[Collected data]

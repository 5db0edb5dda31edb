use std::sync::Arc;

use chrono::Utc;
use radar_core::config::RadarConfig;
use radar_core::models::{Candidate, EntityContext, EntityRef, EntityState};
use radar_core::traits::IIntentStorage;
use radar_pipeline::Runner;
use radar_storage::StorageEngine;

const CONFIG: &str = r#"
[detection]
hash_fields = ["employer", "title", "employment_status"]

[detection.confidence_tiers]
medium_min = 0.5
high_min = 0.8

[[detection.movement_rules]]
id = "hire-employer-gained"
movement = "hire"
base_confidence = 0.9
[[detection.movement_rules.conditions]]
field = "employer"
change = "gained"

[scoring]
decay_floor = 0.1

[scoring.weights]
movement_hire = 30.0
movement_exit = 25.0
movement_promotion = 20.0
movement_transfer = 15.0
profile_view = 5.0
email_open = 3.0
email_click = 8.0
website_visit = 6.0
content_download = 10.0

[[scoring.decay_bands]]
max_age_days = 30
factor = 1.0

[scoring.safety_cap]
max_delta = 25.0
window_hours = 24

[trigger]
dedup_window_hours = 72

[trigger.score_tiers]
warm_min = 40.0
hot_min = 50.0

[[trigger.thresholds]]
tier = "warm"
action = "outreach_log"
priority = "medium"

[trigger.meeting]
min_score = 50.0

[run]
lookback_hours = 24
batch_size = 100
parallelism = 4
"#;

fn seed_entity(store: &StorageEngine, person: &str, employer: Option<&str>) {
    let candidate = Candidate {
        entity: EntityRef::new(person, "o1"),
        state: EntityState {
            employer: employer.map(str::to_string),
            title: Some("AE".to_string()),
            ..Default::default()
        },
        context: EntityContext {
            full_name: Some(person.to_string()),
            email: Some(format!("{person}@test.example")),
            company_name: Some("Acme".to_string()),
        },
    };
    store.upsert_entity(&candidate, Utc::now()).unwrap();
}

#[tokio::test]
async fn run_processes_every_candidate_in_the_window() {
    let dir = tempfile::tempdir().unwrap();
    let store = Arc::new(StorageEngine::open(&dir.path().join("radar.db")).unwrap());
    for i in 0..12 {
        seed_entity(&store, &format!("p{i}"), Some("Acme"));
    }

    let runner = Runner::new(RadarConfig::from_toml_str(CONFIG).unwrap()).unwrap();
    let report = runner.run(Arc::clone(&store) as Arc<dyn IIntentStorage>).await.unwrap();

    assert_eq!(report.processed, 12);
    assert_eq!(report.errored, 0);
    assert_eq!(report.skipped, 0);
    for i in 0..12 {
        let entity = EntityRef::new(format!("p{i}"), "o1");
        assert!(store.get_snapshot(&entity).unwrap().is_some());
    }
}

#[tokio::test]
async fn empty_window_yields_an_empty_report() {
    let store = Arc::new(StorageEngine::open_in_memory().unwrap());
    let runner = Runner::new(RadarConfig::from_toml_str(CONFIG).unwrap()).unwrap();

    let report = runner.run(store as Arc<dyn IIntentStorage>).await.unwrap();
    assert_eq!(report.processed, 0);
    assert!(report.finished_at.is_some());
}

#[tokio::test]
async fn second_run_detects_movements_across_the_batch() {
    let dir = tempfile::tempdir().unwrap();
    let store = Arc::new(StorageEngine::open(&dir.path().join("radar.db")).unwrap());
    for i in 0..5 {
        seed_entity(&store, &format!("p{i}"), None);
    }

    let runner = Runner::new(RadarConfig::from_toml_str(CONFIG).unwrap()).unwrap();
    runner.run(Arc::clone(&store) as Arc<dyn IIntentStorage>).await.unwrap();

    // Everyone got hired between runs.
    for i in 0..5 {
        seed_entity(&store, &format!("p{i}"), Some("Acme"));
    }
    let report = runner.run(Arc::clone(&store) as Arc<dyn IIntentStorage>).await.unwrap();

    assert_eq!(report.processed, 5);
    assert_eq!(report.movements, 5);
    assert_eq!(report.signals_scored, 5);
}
==
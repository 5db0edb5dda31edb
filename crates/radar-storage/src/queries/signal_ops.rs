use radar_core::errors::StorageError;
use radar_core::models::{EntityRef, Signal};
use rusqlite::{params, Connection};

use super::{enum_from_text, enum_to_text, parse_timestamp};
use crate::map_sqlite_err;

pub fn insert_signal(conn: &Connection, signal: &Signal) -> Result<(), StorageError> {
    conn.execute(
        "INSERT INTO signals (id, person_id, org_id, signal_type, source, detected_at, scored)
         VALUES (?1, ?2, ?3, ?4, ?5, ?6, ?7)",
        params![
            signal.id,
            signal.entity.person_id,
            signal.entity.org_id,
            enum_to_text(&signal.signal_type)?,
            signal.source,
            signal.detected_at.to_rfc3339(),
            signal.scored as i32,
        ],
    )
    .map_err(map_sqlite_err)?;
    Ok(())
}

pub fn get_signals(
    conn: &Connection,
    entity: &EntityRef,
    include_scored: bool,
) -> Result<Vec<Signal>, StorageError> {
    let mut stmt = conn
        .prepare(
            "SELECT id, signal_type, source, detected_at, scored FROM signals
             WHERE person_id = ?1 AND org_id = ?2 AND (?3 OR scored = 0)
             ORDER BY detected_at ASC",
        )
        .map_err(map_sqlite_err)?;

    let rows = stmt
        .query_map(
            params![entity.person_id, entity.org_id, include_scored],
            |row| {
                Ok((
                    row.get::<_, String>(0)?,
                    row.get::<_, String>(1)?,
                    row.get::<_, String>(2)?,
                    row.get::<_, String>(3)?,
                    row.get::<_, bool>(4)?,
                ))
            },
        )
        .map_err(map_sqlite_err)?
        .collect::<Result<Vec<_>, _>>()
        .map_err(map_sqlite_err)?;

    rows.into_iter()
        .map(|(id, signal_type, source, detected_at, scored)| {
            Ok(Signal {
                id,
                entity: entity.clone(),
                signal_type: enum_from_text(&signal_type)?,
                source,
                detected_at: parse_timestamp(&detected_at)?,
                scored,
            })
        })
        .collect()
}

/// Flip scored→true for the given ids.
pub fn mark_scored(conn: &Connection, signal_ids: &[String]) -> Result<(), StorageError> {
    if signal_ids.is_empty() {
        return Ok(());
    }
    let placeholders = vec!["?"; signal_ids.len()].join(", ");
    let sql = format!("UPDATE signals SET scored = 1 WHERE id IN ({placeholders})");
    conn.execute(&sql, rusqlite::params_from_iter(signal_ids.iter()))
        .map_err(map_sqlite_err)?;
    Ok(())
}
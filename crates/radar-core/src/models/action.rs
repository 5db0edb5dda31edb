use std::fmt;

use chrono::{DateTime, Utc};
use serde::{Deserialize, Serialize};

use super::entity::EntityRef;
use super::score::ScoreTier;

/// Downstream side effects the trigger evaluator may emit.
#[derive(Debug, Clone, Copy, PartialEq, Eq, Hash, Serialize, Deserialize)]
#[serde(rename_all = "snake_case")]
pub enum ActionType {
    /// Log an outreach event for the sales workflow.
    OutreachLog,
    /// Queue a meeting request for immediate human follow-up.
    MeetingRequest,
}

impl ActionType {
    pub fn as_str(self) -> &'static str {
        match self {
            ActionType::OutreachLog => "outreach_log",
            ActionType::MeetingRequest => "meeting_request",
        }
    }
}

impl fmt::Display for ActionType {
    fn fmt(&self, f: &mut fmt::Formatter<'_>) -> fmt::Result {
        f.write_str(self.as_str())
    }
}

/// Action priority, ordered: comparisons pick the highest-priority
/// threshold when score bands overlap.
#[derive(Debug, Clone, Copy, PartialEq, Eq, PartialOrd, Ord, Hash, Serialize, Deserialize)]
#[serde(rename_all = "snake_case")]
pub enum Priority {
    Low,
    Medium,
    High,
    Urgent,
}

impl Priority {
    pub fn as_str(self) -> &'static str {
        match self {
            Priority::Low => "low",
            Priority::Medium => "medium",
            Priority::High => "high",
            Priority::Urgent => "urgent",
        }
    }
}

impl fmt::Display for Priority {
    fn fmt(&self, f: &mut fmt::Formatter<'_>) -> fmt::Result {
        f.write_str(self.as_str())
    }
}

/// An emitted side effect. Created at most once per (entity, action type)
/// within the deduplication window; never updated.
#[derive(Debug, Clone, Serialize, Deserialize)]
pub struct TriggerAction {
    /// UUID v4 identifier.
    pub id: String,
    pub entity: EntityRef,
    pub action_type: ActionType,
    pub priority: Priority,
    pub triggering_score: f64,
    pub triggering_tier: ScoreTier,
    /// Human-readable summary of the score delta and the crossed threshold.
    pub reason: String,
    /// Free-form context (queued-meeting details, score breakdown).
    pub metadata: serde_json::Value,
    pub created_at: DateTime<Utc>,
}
...
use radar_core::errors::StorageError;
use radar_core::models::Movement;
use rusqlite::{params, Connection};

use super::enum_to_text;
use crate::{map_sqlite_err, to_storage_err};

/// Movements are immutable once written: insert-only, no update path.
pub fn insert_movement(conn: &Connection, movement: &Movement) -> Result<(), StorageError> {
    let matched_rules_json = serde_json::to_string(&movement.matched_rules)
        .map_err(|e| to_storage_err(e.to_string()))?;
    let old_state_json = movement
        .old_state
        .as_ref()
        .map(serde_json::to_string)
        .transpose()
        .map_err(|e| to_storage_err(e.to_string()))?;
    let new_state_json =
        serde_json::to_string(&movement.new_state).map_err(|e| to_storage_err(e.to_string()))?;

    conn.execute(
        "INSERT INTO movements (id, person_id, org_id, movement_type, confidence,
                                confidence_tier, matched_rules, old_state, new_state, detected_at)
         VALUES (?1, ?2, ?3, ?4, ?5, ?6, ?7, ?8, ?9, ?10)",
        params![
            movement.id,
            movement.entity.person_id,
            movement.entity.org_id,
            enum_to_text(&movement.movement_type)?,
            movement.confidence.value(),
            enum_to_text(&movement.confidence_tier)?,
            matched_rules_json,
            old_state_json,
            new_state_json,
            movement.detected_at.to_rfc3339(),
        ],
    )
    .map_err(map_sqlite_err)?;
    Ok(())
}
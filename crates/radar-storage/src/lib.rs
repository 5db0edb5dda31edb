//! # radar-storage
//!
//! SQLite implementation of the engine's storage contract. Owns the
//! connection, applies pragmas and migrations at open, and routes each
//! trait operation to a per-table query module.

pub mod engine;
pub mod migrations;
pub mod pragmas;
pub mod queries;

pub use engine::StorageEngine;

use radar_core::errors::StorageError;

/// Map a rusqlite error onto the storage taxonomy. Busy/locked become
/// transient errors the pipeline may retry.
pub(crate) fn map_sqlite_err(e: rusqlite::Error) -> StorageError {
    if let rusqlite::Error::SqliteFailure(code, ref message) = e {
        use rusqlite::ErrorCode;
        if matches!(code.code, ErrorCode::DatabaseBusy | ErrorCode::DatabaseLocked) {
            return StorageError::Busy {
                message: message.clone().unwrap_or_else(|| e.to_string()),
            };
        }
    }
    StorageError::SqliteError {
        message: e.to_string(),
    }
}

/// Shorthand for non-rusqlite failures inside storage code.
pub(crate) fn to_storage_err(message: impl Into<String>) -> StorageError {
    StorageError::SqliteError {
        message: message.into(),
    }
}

• PROBLEM DETAILS: Each line of the entries above that contains "placeholders" is to be copied.

• RESPONSE AREA:
    let placeholders = vec!["?"; signal_ids.len()].join(", ");
    let sql = format!("UPDATE signals SET scored = 1 WHERE id IN ({placeholders})");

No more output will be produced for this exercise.